# [Exercise goal]
Every line below that mentions the word "carried" should be copied out.

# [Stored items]
##########

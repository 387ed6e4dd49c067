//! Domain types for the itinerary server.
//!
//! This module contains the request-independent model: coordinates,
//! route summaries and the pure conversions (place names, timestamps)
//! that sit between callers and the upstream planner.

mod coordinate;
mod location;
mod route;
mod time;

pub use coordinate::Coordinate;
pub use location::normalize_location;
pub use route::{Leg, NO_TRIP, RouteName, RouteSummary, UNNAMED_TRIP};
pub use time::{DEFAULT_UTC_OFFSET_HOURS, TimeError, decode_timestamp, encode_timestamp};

##########

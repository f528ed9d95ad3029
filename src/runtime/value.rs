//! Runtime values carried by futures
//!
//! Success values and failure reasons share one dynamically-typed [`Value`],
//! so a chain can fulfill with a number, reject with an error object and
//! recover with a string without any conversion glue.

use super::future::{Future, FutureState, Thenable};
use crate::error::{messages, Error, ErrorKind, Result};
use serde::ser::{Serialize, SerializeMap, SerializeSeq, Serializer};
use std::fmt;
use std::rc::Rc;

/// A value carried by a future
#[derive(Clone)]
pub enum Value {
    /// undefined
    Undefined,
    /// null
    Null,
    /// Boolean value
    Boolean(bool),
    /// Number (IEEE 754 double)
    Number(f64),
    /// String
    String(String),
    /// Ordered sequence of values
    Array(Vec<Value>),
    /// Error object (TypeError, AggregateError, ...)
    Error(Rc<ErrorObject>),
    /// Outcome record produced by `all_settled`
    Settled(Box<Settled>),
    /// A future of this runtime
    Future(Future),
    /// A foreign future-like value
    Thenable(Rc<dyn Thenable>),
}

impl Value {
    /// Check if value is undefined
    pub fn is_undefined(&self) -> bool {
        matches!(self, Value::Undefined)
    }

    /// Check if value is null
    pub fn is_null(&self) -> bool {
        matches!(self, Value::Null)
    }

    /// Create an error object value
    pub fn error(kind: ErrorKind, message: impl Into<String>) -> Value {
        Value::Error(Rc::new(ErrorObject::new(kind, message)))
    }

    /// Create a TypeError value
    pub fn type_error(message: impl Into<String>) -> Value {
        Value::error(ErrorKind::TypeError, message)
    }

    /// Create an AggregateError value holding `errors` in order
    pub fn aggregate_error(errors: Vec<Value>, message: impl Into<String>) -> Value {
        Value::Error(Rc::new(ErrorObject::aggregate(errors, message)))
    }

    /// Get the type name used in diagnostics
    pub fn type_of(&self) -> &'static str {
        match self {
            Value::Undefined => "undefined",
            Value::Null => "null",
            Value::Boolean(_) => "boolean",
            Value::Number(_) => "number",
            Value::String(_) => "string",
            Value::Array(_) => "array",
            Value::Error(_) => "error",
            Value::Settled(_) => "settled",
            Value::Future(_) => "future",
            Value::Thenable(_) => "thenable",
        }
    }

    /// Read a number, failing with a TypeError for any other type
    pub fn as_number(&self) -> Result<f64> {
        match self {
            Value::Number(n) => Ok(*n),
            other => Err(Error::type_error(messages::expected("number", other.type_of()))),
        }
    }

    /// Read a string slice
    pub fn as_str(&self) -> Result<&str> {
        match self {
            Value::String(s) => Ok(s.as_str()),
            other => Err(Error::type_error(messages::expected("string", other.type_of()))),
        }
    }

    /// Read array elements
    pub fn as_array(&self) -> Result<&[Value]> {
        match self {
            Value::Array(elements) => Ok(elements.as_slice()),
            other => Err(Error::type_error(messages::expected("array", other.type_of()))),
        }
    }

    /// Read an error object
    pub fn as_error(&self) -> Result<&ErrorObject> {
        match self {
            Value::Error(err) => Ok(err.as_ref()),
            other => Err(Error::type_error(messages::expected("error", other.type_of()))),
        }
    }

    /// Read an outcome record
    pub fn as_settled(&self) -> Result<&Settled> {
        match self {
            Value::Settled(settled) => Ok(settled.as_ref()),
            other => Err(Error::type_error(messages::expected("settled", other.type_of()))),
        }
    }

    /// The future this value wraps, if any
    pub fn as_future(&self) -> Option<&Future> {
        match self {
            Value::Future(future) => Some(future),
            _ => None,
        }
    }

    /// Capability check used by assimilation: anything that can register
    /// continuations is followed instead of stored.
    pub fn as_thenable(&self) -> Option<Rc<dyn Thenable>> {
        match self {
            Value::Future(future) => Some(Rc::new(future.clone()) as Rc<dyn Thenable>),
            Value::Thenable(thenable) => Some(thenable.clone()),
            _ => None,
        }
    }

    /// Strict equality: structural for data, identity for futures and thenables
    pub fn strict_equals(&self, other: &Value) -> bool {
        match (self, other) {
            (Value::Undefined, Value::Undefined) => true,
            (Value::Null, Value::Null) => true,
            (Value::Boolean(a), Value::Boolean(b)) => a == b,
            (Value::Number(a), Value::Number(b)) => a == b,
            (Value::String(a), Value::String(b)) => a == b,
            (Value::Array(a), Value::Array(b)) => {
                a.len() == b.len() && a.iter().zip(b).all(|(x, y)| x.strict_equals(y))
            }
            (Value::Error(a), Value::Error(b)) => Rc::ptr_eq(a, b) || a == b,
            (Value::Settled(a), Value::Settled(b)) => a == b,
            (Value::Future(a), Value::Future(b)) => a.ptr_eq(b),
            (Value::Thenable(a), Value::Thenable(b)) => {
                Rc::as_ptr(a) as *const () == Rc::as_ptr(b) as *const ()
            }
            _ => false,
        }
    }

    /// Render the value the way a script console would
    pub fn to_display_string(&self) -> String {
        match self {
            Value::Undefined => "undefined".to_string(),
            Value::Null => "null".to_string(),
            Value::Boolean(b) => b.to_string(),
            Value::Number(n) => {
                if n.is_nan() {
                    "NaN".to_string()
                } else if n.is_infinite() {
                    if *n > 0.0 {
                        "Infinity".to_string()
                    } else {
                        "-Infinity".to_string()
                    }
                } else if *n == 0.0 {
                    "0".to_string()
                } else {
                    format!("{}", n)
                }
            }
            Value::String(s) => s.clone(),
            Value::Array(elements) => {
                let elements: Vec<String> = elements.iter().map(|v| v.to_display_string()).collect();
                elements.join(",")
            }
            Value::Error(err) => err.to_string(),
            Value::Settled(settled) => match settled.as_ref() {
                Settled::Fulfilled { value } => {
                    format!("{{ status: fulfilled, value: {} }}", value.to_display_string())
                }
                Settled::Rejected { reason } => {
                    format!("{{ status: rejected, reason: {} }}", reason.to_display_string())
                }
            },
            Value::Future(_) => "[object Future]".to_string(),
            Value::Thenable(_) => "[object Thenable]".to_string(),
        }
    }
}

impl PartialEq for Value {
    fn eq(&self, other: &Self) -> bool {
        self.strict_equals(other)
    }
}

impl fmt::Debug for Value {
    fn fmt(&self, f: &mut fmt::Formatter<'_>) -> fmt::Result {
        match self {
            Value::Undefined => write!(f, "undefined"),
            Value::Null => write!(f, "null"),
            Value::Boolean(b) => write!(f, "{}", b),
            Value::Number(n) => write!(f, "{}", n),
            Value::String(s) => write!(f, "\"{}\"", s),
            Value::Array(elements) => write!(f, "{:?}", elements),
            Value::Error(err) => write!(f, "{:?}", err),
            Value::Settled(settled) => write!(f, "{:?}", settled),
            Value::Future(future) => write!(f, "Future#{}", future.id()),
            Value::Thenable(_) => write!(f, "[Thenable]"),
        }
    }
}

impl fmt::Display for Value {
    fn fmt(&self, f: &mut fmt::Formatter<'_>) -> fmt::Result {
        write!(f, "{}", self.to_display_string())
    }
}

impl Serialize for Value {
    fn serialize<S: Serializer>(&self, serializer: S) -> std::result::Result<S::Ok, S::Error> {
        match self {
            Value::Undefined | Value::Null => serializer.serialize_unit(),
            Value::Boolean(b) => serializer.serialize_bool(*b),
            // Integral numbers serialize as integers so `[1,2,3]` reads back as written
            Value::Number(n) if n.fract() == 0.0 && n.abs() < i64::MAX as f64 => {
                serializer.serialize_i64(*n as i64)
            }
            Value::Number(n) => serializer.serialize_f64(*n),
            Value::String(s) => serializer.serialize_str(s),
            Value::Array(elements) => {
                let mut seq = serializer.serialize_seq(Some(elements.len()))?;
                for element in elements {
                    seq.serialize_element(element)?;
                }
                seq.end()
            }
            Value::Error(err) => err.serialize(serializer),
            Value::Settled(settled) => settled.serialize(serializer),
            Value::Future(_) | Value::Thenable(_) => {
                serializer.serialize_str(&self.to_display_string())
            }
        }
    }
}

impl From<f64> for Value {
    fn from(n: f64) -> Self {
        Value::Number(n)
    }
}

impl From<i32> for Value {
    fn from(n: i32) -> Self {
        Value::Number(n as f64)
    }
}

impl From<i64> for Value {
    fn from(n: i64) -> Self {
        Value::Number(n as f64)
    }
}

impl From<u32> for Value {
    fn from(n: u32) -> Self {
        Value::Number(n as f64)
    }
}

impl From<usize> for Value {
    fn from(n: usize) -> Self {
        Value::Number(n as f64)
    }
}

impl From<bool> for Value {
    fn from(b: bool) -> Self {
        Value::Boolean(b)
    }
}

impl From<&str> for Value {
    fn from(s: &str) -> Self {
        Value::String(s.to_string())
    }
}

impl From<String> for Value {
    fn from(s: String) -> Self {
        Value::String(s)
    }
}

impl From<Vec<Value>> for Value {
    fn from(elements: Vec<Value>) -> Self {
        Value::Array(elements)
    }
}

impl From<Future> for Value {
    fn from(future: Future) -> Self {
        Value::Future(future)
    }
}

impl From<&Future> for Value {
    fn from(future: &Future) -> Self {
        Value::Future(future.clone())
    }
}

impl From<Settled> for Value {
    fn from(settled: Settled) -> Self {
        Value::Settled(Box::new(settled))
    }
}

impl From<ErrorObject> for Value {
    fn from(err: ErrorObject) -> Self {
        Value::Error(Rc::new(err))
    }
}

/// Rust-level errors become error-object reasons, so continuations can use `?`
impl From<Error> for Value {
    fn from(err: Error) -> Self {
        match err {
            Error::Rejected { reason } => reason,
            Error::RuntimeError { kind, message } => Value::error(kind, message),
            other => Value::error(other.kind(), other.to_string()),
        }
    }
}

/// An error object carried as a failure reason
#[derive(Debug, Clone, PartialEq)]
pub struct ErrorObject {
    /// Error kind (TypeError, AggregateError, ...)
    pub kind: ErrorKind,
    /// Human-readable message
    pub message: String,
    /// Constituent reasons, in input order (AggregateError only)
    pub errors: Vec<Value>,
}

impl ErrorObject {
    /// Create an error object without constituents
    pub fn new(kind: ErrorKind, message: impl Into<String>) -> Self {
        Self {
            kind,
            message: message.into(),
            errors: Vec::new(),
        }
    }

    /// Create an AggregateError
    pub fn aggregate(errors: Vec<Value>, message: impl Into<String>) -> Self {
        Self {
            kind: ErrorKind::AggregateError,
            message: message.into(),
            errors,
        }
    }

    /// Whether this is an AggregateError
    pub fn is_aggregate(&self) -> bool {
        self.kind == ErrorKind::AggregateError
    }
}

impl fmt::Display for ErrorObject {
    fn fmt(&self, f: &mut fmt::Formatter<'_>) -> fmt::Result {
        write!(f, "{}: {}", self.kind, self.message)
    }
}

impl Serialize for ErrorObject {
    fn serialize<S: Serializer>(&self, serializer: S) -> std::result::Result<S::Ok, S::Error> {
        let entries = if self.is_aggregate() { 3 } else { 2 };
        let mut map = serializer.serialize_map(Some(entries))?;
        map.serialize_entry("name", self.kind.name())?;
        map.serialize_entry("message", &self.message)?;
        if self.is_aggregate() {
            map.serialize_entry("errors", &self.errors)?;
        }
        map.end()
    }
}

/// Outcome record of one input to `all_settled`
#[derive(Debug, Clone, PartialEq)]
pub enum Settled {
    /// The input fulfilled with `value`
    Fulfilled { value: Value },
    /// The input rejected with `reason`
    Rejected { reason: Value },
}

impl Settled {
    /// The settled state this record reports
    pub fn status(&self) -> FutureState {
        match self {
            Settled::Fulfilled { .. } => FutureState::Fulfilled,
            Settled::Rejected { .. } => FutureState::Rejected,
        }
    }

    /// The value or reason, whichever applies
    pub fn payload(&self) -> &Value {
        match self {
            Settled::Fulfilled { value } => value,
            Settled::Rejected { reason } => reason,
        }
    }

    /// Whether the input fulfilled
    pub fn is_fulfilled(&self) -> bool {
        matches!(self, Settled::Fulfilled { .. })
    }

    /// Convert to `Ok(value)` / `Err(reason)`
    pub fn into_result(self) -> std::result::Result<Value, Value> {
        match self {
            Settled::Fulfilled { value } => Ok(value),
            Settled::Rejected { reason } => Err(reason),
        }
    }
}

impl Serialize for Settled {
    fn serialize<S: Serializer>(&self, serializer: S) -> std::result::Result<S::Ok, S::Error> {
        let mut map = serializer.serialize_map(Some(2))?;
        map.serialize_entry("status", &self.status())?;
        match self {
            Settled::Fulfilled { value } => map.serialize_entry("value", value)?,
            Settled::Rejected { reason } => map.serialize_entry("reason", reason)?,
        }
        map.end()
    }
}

##########

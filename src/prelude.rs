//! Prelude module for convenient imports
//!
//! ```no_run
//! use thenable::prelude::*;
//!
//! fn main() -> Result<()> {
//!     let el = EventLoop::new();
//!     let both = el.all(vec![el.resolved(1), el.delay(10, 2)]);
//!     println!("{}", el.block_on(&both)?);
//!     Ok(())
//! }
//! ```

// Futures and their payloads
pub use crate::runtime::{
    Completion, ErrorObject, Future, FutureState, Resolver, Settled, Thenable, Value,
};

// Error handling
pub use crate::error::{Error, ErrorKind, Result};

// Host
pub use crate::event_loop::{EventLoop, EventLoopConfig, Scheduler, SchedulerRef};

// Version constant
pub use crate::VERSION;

##########

# [Task result]
//! Runtime values carried by futures
/// A value carried by a future
/// An error object carried as a failure reason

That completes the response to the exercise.